[Saved data entries]
BEGIN
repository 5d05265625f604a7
pub mod component;
pub mod config;
pub mod init;
pub mod menu;
pub mod signal;
pub mod tools;

use anyhow::Result;
use console::{Term, style};
use rust_i18n::t;

rust_i18n::i18n!("locales", fallback = "en-US");

pub fn pause(term: &Term) -> Result<()> {
    println!("\n{}", style(t!("common.press_enter")).dim());
    term.read_line()?;
    Ok(())
}
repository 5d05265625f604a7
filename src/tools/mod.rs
mod cpu_sampler;
mod fs_tools;

pub use cpu_sampler::{CpuSampler, CpuSource};
pub use fs_tools::{entry_size, list_entries, remove_entry};
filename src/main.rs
use anyhow::Result;
use console::{Term, style};
use cpu_optimizer::config::ThresholdStore;
use cpu_optimizer::init;
use cpu_optimizer::menu::show_main_menu;
use cpu_optimizer::signal::setup_shutdown_signal;
use log::{info, warn};
use rust_i18n::t;

#[macro_use]
extern crate rust_i18n;

i18n!("locales", fallback = "en-US");

fn main() -> Result<()> {
    init::init();
    let term = Term::stdout();
    let shutdown_signal = setup_shutdown_signal();

    // The threshold lives here for the process lifetime; nothing is persisted.
    let mut threshold_store = ThresholdStore::default();

    loop {
        match show_main_menu(&term, &shutdown_signal, &mut threshold_store) {
            Ok(true) => {}
            Ok(false) => {
                term.clear_screen()?;
                println!("\n{}", style(t!("main_menu.goodbye")).green().bold());
                info!("Program exited normally");
                break;
            }
            Err(e) => {
                warn!("Program error: {e}");
                eprintln!("{} {}", style(t!("main_menu.error_prefix")).red().bold(), e);
                break;
            }
        }
    }

    Ok(())
}
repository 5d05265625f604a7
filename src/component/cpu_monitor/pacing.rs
use crate::config::Threshold;
use std::time::Duration;

/// Sleep cadence of the monitor loop. Injectable so tests can run in
/// milliseconds instead of the interactive one-second rhythm.
#[derive(Debug, Clone, Copy)]
pub struct Pacing {
    pub sample_window: Duration,
    pub short_pause: Duration,
    pub long_pause: Duration,
}

impl Default for Pacing {
    fn default() -> Self {
        Self {
            sample_window: Duration::from_secs(1),
            short_pause: Duration::from_secs(1),
            long_pause: Duration::from_secs(2),
        }
    }
}

/// Backoff decision for one sample.
#[derive(Debug, Clone, Copy, PartialEq, Eq)]
pub enum Pause {
    Short,
    Long,
}

impl Pause {
    #[must_use]
    pub fn for_sample(sample: f32, threshold: Threshold) -> Self {
        if sample > f32::from(threshold.percent()) {
            Self::Long
        } else {
            Self::Short
        }
    }

    #[must_use]
    pub const fn duration(self, pacing: &Pacing) -> Duration {
        match self {
            Self::Short => pacing.short_pause,
            Self::Long => pacing.long_pause,
        }
    }
}

#[cfg(test)]
mod tests {
    use super::*;

    fn threshold(percent: u8) -> Threshold {
        percent.to_string().parse().unwrap()
    }

    #[test]
    fn sample_above_threshold_pauses_long() {
        assert_eq!(Pause::for_sample(51.0, threshold(50)), Pause::Long);
    }

    #[test]
    fn sample_at_threshold_pauses_short() {
        assert_eq!(Pause::for_sample(50.0, threshold(50)), Pause::Short);
        assert_eq!(Pause::for_sample(12.3, threshold(50)), Pause::Short);
    }

    #[test]
    fn pause_maps_to_configured_durations() {
        let pacing = Pacing {
            sample_window: Duration::from_millis(1),
            short_pause: Duration::from_millis(10),
            long_pause: Duration::from_millis(20),
        };
        assert_eq!(Pause::Short.duration(&pacing), Duration::from_millis(10));
        assert_eq!(Pause::Long.duration(&pacing), Duration::from_millis(20));
    }
}
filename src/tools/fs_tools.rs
use std::fs;
use std::io;
use std::path::{Path, PathBuf};
use walkdir::WalkDir;

/// Immediate children of `dir`. The one hard failure of a cleanup pass is the
/// directory itself being unlistable; unreadable individual entries are
/// skipped.
pub fn list_entries(dir: &Path) -> io::Result<Vec<PathBuf>> {
    Ok(fs::read_dir(dir)?
        .filter_map(Result::ok)
        .map(|entry| entry.path())
        .collect())
}

/// Removes a single entry: directories recursively, files and symlinks
/// directly. `symlink_metadata` keeps a link to a directory from being
/// followed into.
pub fn remove_entry(path: &Path) -> io::Result<()> {
    let metadata = fs::symlink_metadata(path)?;
    if metadata.is_dir() {
        fs::remove_dir_all(path)
    } else {
        fs::remove_file(path)
    }
}

/// Best-effort size of an entry, in bytes. Unreadable entries count as zero.
#[must_use]
pub fn entry_size(path: &Path) -> u64 {
    match fs::symlink_metadata(path) {
        Ok(metadata) if metadata.is_dir() => WalkDir::new(path)
            .follow_links(false)
            .into_iter()
            .filter_map(Result::ok)
            .filter(|entry| entry.file_type().is_file())
            .filter_map(|entry| entry.metadata().ok())
            .map(|metadata| metadata.len())
            .sum(),
        Ok(metadata) => metadata.len(),
        Err(_) => 0,
    }
}
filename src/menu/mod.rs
pub mod handlers;
mod main_menu;

pub use main_menu::show_main_menu;
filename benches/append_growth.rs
use criterion::{Criterion, black_box, criterion_group, criterion_main};

use indexbuf_rs::{Config, GrowthStrategy, IndexBuf};

fn bench(c: &mut Criterion) {
    for strategy in [GrowthStrategy::Realloc, GrowthStrategy::CopyOnGrow] {
        c.bench_function(&format!("IndexBuf::append_one() x10000 {strategy}"), |b| {
            b.iter(|| {
                let mut buf = IndexBuf::with_config(Config::new(strategy, None).unwrap());
                for v in 0..10_000 {
                    buf.append_one(black_box(v)).unwrap();
                }
                black_box(buf)
            });
        });
    }

    let chunk: Vec<usize> = (0..64).collect();
    c.bench_function("IndexBuf::append_many() 64 x 1000", |b| {
        b.iter(|| {
            let mut buf = IndexBuf::new();
            for _ in 0..1000 {
                buf.append_many(black_box(&chunk)).unwrap();
            }
            black_box(buf)
        });
    });
}

criterion_group!(
name = append_growth;
config = Criterion::default().sample_size(200);
targets = bench
);
criterion_main!(append_growth);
END
TASK DETAILS
In the data above, find each line that uses the string "style". Copy it.

OUTPUT FOR THIS TASK
use console::{Term, style};
    println!("\n{}", style(t!("common.press_enter")).dim());
use console::{Term, style};
                println!("\n{}", style(t!("main_menu.goodbye")).green().bold());
                eprintln!("{} {}", style(t!("main_menu.error_prefix")).red().bold(), e);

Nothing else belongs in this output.